>>>

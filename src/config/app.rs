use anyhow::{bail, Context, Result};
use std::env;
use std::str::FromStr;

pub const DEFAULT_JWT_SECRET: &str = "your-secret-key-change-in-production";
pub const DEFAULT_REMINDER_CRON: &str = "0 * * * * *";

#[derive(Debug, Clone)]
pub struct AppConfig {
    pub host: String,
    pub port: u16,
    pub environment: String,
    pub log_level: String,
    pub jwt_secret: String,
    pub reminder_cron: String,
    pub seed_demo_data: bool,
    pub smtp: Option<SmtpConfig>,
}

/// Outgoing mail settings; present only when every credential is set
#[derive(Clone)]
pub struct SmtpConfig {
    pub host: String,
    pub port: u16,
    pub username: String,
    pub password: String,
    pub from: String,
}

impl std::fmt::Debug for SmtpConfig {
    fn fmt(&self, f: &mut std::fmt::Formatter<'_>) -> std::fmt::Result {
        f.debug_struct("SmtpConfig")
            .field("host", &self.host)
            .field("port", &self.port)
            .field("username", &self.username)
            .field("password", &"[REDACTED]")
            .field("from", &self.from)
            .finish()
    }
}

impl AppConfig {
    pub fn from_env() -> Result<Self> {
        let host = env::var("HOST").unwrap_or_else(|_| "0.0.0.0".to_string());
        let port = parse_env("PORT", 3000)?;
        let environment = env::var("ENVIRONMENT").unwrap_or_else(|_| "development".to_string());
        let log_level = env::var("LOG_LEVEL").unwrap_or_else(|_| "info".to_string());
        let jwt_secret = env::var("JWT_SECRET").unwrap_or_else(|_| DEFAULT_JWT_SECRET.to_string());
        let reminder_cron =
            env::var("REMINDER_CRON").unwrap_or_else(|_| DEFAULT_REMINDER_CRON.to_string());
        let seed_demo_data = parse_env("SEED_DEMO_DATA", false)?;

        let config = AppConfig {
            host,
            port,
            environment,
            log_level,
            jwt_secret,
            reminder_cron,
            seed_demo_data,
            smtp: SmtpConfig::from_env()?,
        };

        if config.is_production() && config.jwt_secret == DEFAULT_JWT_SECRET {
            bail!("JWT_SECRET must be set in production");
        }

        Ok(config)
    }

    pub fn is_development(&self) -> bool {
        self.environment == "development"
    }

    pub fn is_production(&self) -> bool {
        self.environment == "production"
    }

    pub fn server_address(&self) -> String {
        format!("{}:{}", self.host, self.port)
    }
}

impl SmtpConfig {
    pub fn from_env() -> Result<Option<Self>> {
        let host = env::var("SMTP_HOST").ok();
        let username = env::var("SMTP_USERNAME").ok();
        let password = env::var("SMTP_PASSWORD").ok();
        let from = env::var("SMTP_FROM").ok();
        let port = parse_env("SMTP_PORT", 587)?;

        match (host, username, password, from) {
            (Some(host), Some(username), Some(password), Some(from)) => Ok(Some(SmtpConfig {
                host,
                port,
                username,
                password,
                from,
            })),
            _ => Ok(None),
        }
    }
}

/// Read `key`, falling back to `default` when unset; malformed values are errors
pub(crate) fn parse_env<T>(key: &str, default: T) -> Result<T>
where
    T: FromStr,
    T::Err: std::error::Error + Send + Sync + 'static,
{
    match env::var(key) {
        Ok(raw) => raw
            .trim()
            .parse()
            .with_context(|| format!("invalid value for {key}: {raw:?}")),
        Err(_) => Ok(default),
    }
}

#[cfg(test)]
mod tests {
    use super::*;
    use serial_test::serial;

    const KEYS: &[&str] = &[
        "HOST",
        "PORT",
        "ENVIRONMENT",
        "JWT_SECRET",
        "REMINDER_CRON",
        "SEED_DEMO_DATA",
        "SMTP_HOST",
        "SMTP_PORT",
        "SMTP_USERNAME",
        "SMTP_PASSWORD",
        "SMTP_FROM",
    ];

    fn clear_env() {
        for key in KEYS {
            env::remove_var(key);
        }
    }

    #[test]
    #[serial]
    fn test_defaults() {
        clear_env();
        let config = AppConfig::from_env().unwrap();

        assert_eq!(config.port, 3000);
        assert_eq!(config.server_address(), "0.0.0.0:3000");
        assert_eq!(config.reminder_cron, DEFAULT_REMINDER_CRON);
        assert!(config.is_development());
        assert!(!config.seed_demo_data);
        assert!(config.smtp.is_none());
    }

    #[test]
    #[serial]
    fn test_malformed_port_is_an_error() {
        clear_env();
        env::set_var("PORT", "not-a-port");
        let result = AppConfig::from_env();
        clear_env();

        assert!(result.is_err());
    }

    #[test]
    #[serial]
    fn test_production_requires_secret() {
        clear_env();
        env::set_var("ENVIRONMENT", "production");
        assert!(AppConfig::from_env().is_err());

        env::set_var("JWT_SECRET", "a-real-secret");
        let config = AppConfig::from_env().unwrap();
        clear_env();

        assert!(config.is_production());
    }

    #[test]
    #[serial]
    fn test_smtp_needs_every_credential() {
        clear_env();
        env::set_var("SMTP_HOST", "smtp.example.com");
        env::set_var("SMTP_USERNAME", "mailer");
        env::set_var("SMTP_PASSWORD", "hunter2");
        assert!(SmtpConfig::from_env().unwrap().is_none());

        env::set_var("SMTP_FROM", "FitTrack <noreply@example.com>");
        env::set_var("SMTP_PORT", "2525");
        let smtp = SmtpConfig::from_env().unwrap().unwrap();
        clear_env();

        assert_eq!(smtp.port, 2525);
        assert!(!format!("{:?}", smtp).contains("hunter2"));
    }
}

<<<
>>>

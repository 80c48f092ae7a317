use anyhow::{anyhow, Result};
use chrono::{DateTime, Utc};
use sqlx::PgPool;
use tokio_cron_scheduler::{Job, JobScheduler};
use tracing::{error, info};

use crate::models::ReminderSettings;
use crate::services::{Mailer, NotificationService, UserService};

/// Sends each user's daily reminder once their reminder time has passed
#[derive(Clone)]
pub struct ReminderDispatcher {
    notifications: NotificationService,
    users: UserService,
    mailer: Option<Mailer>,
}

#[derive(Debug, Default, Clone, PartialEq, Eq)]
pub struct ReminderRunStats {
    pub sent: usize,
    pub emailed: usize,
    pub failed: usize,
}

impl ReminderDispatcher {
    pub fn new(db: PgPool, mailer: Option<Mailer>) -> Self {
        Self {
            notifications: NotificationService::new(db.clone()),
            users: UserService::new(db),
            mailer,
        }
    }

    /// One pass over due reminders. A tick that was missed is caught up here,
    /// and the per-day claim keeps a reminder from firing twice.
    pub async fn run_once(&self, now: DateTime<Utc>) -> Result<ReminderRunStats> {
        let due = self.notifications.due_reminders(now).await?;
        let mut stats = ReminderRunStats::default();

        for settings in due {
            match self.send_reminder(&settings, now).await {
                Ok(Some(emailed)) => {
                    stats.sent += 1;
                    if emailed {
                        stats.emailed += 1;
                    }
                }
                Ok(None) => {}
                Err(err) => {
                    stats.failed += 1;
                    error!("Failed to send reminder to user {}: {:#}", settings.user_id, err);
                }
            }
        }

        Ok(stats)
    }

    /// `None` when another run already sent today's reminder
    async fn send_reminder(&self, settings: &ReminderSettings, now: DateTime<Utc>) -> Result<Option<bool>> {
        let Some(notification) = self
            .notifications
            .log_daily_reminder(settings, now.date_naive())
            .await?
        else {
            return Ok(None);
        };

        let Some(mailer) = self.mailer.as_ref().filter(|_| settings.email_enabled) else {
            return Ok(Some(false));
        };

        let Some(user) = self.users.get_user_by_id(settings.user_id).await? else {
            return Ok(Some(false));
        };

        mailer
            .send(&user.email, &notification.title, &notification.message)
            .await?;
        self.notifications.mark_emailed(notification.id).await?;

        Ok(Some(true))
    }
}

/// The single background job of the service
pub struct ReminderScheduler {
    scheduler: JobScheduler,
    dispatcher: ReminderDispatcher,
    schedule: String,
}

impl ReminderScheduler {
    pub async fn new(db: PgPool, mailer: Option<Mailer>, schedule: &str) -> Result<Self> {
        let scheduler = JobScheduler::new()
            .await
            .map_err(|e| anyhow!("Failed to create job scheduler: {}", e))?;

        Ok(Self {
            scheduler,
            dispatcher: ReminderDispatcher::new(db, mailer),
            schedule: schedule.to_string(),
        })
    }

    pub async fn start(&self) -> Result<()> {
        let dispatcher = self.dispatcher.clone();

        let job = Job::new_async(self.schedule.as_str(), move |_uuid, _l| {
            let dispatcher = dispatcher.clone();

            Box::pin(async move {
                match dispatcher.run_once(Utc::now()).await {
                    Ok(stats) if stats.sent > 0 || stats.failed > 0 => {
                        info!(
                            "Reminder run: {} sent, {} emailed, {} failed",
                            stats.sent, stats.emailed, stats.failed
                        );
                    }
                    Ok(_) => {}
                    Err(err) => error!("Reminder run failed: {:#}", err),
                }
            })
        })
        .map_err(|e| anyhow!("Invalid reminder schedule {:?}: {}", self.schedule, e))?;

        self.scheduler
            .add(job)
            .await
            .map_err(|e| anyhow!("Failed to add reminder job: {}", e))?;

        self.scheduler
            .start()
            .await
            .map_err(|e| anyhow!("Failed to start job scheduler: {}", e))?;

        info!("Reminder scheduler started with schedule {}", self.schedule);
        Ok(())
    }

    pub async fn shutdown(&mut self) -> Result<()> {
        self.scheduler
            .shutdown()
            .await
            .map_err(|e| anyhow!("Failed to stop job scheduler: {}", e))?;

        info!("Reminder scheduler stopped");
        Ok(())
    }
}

<<<
>>>

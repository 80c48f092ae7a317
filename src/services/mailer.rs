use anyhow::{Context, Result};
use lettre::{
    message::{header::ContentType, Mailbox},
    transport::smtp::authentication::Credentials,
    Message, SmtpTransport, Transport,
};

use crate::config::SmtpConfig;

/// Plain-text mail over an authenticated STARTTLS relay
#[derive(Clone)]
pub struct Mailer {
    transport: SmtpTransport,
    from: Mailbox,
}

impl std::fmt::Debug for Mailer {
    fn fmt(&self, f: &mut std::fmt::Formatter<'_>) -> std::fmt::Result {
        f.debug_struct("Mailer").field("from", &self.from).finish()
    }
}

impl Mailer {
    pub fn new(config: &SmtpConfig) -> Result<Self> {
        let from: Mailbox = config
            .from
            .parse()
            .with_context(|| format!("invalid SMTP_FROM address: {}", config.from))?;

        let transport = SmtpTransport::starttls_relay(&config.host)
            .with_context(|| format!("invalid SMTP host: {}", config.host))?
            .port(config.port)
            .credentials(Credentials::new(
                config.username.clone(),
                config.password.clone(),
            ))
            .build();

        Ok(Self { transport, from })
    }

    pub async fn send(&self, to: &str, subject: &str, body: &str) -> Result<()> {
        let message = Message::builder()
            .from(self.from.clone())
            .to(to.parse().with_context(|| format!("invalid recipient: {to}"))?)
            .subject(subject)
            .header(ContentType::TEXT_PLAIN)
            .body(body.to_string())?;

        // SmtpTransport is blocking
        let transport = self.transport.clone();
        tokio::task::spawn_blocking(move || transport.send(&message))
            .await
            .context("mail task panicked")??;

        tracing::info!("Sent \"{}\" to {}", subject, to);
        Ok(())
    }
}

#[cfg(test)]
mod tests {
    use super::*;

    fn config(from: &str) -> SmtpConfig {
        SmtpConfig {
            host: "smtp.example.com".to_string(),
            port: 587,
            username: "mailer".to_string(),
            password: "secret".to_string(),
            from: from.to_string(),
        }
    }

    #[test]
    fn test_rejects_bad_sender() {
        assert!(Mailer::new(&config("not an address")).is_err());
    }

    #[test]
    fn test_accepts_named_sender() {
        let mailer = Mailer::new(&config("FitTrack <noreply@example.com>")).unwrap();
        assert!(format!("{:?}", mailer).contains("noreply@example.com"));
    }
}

<<<

=== WHAT YOU HAVE TO DO ===
Begin with the line above that has "pub struct AppConfig" and continue through the line that has "pub fn server_address(&self)", setting each one down exactly. Stop there.

=== SOLVED EXERCISE ===
pub struct AppConfig {
    pub host: String,
    pub port: u16,
    pub environment: String,
    pub log_level: String,
    pub jwt_secret: String,
    pub reminder_cron: String,
    pub seed_demo_data: bool,
    pub smtp: Option<SmtpConfig>,
}

/// Outgoing mail settings; present only when every credential is set
#[derive(Clone)]
pub struct SmtpConfig {
    pub host: String,
    pub port: u16,
    pub username: String,
    pub password: String,
    pub from: String,
}

impl std::fmt::Debug for SmtpConfig {
    fn fmt(&self, f: &mut std::fmt::Formatter<'_>) -> std::fmt::Result {
        f.debug_struct("SmtpConfig")
            .field("host", &self.host)
            .field("port", &self.port)
            .field("username", &self.username)
            .field("password", &"[REDACTED]")
            .field("from", &self.from)
            .finish()
    }
}

impl AppConfig {
    pub fn from_env() -> Result<Self> {
        let host = env::var("HOST").unwrap_or_else(|_| "0.0.0.0".to_string());
        let port = parse_env("PORT", 3000)?;
        let environment = env::var("ENVIRONMENT").unwrap_or_else(|_| "development".to_string());
        let log_level = env::var("LOG_LEVEL").unwrap_or_else(|_| "info".to_string());
        let jwt_secret = env::var("JWT_SECRET").unwrap_or_else(|_| DEFAULT_JWT_SECRET.to_string());
        let reminder_cron =
            env::var("REMINDER_CRON").unwrap_or_else(|_| DEFAULT_REMINDER_CRON.to_string());
        let seed_demo_data = parse_env("SEED_DEMO_DATA", false)?;

        let config = AppConfig {
            host,
            port,
            environment,
            log_level,
            jwt_secret,
            reminder_cron,
            seed_demo_data,
            smtp: SmtpConfig::from_env()?,
        };

        if config.is_production() && config.jwt_secret == DEFAULT_JWT_SECRET {
            bail!("JWT_SECRET must be set in production");
        }

        Ok(config)
    }

    pub fn is_development(&self) -> bool {
        self.environment == "development"
    }

    pub fn is_production(&self) -> bool {
        self.environment == "production"
    }

    pub fn server_address(&self) -> String {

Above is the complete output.